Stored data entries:

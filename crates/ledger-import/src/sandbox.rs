//! In-process chain for running imports without a network.
//!
//! [`LocalChain`] executes bulk import messages against a [`Keeper`] backed
//! by an in-memory store, meters store access with a KV gas schedule and
//! keeps an account sequence and a transaction log. Its state can be
//! persisted to a JSON file and reopened, so an interrupted import can be
//! resumed against the same chain.

use anyhow::{anyhow, Result};
use parking_lot::Mutex;
use serde::{Deserialize, Serialize};
use sha2::{Digest, Sha256};
use std::collections::BTreeMap;
use std::path::{Path, PathBuf};
use std::sync::Arc;
use tracing::{debug, info, warn};

use ledger_keeper::{EntryStore, Keeper, LedgerGenesis, MemRegistry, MemStore, MsgServer, RegistryState};
use ledger_types::{LedgerError, LedgerResult, MsgBulkImport};

use crate::oracle::{BroadcastResult, Broadcaster, CommitWatcher, Simulator, TxStatus};
use crate::paths::atomic_write_json_pretty;

/// Store access costs, per operation and per byte of key plus value.
pub mod gas_schedule {
    pub const HAS: u64 = 1_000;
    pub const DELETE: u64 = 1_000;
    pub const READ_FLAT: u64 = 1_000;
    pub const READ_PER_BYTE: u64 = 3;
    pub const WRITE_FLAT: u64 = 2_000;
    pub const WRITE_PER_BYTE: u64 = 30;
    pub const ITER_NEXT: u64 = 30;
    pub const TX_BASE: u64 = 20_000;
    pub const TX_SIZE_PER_BYTE: u64 = 10;
}

/// Result code for a transaction that ran out of gas.
pub const CODE_OUT_OF_GAS: u32 = 11;

#[derive(Debug)]
struct GasMeter {
    limit: u64,
    used: u64,
    exhausted: bool,
}

impl GasMeter {
    fn new(limit: u64) -> Self {
        Self {
            limit,
            used: 0,
            exhausted: false,
        }
    }

    fn consume(&mut self, amount: u64, descriptor: &str) -> LedgerResult<()> {
        self.used = self.used.saturating_add(amount);
        if self.used > self.limit {
            self.exhausted = true;
            return Err(LedgerError::internal(format!("out of gas in location: {}", descriptor)));
        }
        Ok(())
    }
}

/// Store wrapper charging every access to a shared meter.
struct GasMeteredStore {
    inner: Arc<MemStore>,
    meter: Arc<Mutex<GasMeter>>,
}

impl GasMeteredStore {
    fn charge(&self, amount: u64, descriptor: &str) -> LedgerResult<()> {
        self.meter.lock().consume(amount, descriptor)
    }
}

impl EntryStore for GasMeteredStore {
    fn get(&self, key: &[u8]) -> LedgerResult<Option<Vec<u8>>> {
        self.charge(gas_schedule::READ_FLAT, "ReadFlat")?;
        let value = self.inner.get(key)?;
        let bytes = key.len() + value.as_ref().map_or(0, Vec::len);
        self.charge(gas_schedule::READ_PER_BYTE * bytes as u64, "ReadPerByte")?;
        Ok(value)
    }

    fn set(&self, key: &[u8], value: Vec<u8>) -> LedgerResult<()> {
        self.charge(gas_schedule::WRITE_FLAT, "WriteFlat")?;
        self.charge(
            gas_schedule::WRITE_PER_BYTE * (key.len() + value.len()) as u64,
            "WritePerByte",
        )?;
        self.inner.set(key, value)
    }

    fn has(&self, key: &[u8]) -> LedgerResult<bool> {
        self.charge(gas_schedule::HAS, "Has")?;
        self.inner.has(key)
    }

    fn delete(&self, key: &[u8]) -> LedgerResult<()> {
        self.charge(gas_schedule::DELETE, "Delete")?;
        self.inner.delete(key)
    }

    fn iterate_prefix(&self, prefix: &[u8]) -> LedgerResult<Vec<(Vec<u8>, Vec<u8>)>> {
        self.charge(gas_schedule::READ_FLAT, "IterInit")?;
        let items = self.inner.iterate_prefix(prefix)?;
        for (k, v) in &items {
            self.charge(gas_schedule::ITER_NEXT, "IterNextFlat")?;
            self.charge(gas_schedule::READ_PER_BYTE * (k.len() + v.len()) as u64, "ReadPerByte")?;
        }
        Ok(items)
    }
}

#[derive(Debug, Clone, PartialEq, Eq, Serialize, Deserialize)]
pub struct TxRecord {
    pub code: u32,
    #[serde(default, skip_serializing_if = "String::is_empty")]
    pub raw_log: String,
    pub gas_wanted: u64,
    pub gas_used: u64,
}

/// Everything needed to reopen a [`LocalChain`].
#[derive(Debug, Clone, Default, PartialEq, Eq, Serialize, Deserialize)]
#[serde(default)]
pub struct ChainState {
    pub authority: String,
    /// Logical date in days since epoch.
    pub block_date: i32,
    pub account_sequence: u64,
    pub registry: RegistryState,
    pub genesis: LedgerGenesis,
    pub txs: BTreeMap<String, TxRecord>,
}

struct ChainInner {
    store: Arc<MemStore>,
    registry: Arc<MemRegistry>,
    block_date: i32,
    account_sequence: u64,
    txs: BTreeMap<String, TxRecord>,
}

pub struct LocalChain {
    path: Option<PathBuf>,
    authority: String,
    inner: Mutex<ChainInner>,
}

impl LocalChain {
    /// Empty in-memory chain.
    pub fn new(authority: impl Into<String>, block_date: i32) -> Self {
        Self {
            path: None,
            authority: authority.into(),
            inner: Mutex::new(ChainInner {
                store: Arc::new(MemStore::new()),
                registry: Arc::new(MemRegistry::new()),
                block_date,
                account_sequence: 0,
                txs: BTreeMap::new(),
            }),
        }
    }

    pub fn from_state(state: ChainState, path: Option<PathBuf>) -> Result<Self> {
        let store = Arc::new(MemStore::new());
        let registry = Arc::new(MemRegistry::from_state(state.registry));
        Keeper::new(store.clone(), registry.clone(), state.authority.clone())
            .with_block_date(state.block_date)
            .init_genesis(&state.genesis)
            .map_err(|e| anyhow!("Failed to load chain genesis: {}", e))?;

        Ok(Self {
            path,
            authority: state.authority,
            inner: Mutex::new(ChainInner {
                store,
                registry,
                block_date: state.block_date,
                account_sequence: state.account_sequence,
                txs: state.txs,
            }),
        })
    }

    /// Open a chain state file; changes are written back to it.
    pub fn open(path: &Path) -> Result<Self> {
        if !path.exists() {
            return Err(anyhow!("chain state file {} not found", path.display()));
        }
        let text = std::fs::read_to_string(path)
            .map_err(|e| anyhow!("Failed to read chain state {}: {}", path.display(), e))?;
        let state: ChainState = serde_json::from_str(&text)
            .map_err(|e| anyhow!("Failed to parse chain state {}: {}", path.display(), e))?;
        info!(
            path = %path.display(),
            sequence = state.account_sequence,
            ledgers = state.genesis.ledgers.len(),
            "opened local chain"
        );
        Self::from_state(state, Some(path.to_path_buf()))
    }

    pub fn authority(&self) -> &str {
        &self.authority
    }

    pub fn registry(&self) -> Arc<MemRegistry> {
        self.inner.lock().registry.clone()
    }

    /// Keeper over the committed state, for queries and setup.
    pub fn keeper(&self) -> Keeper {
        let inner = self.inner.lock();
        Keeper::new(inner.store.clone(), inner.registry.clone(), self.authority.clone())
            .with_block_date(inner.block_date)
    }

    pub fn to_state(&self) -> Result<ChainState> {
        let genesis = self
            .keeper()
            .export_genesis()
            .map_err(|e| anyhow!("Failed to export chain state: {}", e))?;
        let inner = self.inner.lock();
        Ok(ChainState {
            authority: self.authority.clone(),
            block_date: inner.block_date,
            account_sequence: inner.account_sequence,
            registry: inner.registry.to_state(),
            genesis,
            txs: inner.txs.clone(),
        })
    }

    pub fn save_to(&self, path: &Path) -> Result<()> {
        atomic_write_json_pretty(path, &self.to_state()?)
    }

    /// Write back to the file the chain was opened from, if any.
    pub fn save(&self) -> Result<()> {
        match &self.path {
            Some(path) => self.save_to(path),
            None => Ok(()),
        }
    }

    /// Run `msg` on a copy of the committed store. Returns the copy so a
    /// successful broadcast can adopt it.
    fn execute(&self, msg: &MsgBulkImport, gas_limit: u64) -> Result<(Arc<MemStore>, TxRecord)> {
        let (scratch, registry, block_date) = {
            let inner = self.inner.lock();
            (Arc::new(inner.store.snapshot()), inner.registry.clone(), inner.block_date)
        };

        let meter = Arc::new(Mutex::new(GasMeter::new(gas_limit)));
        let tx_bytes = serde_json::to_vec(msg).map_err(|e| anyhow!("Failed to encode message: {}", e))?;
        let intrinsic = gas_schedule::TX_BASE + gas_schedule::TX_SIZE_PER_BYTE * tx_bytes.len() as u64;

        let charged = meter.lock().consume(intrinsic, "txSize");
        let result = charged.and_then(|()| {
            let store = Arc::new(GasMeteredStore {
                inner: scratch.clone(),
                meter: meter.clone(),
            });
            let keeper = Keeper::new(store, registry, self.authority.clone()).with_block_date(block_date);
            MsgServer::new(&keeper).bulk_import(msg)
        });

        let gas = meter.lock();
        let record = match result {
            Ok(outcome) => {
                debug!(
                    ledgers = outcome.ledgers_created,
                    entries = outcome.entries_appended,
                    gas_used = gas.used,
                    "executed bulk import"
                );
                TxRecord {
                    code: 0,
                    raw_log: String::new(),
                    gas_wanted: gas_limit,
                    gas_used: gas.used,
                }
            }
            Err(e) if gas.exhausted => TxRecord {
                code: CODE_OUT_OF_GAS,
                raw_log: format!("{}; gasWanted: {}, gasUsed: {}: out of gas", e, gas_limit, gas.used),
                gas_wanted: gas_limit,
                gas_used: gas.used,
            },
            Err(e) => TxRecord {
                code: e.code(),
                raw_log: e.to_string(),
                gas_wanted: gas_limit,
                gas_used: gas.used,
            },
        };
        Ok((scratch, record))
    }

    fn tx_hash(msg: &MsgBulkImport, sequence: u64) -> Result<String> {
        let mut hasher = Sha256::new();
        hasher.update(serde_json::to_vec(msg).map_err(|e| anyhow!("Failed to encode message: {}", e))?);
        hasher.update(sequence.to_be_bytes());
        Ok(hex::encode_upper(hasher.finalize()))
    }
}

#[async_trait::async_trait]
impl Simulator for LocalChain {
    async fn simulate(&self, msg: &MsgBulkImport) -> Result<u64> {
        let (_, record) = self.execute(msg, u64::MAX)?;
        if record.code != 0 {
            return Err(anyhow!("simulation failed with code {}: {}", record.code, record.raw_log));
        }
        Ok(record.gas_used)
    }
}

#[async_trait::async_trait]
impl Broadcaster for LocalChain {
    async fn broadcast(&self, msg: &MsgBulkImport, gas_limit: u64) -> Result<BroadcastResult> {
        let (scratch, record) = self.execute(msg, gas_limit)?;
        let tx_hash = {
            let mut inner = self.inner.lock();
            let tx_hash = Self::tx_hash(msg, inner.account_sequence)?;
            if record.code == 0 {
                inner.store.restore_from(&scratch);
                inner.account_sequence += 1;
            } else {
                warn!(code = record.code, raw_log = %record.raw_log, "transaction rejected");
            }
            inner.txs.insert(tx_hash.clone(), record.clone());
            tx_hash
        };
        self.save()?;

        Ok(BroadcastResult {
            code: record.code,
            raw_log: record.raw_log,
            tx_hash,
        })
    }
}

#[async_trait::async_trait]
impl CommitWatcher for LocalChain {
    async fn account_sequence(&self) -> Result<u64> {
        Ok(self.inner.lock().account_sequence)
    }

    async fn tx_status(&self, tx_hash: &str) -> Result<TxStatus> {
        Ok(match self.inner.lock().txs.get(tx_hash) {
            Some(record) if record.code == 0 => TxStatus::Committed,
            Some(record) => TxStatus::Failed(record.raw_log.clone()),
            None => TxStatus::Unknown,
        })
    }
}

> **Task description**
Each line above that includes "Some" should be shown.

> **Written answer**
        Self::from_state(state, Some(path.to_path_buf()))
            Some(path) => self.save_to(path),
            Some(record) if record.code == 0 => TxStatus::Committed,
            Some(record) => TxStatus::Failed(record.raw_log.clone()),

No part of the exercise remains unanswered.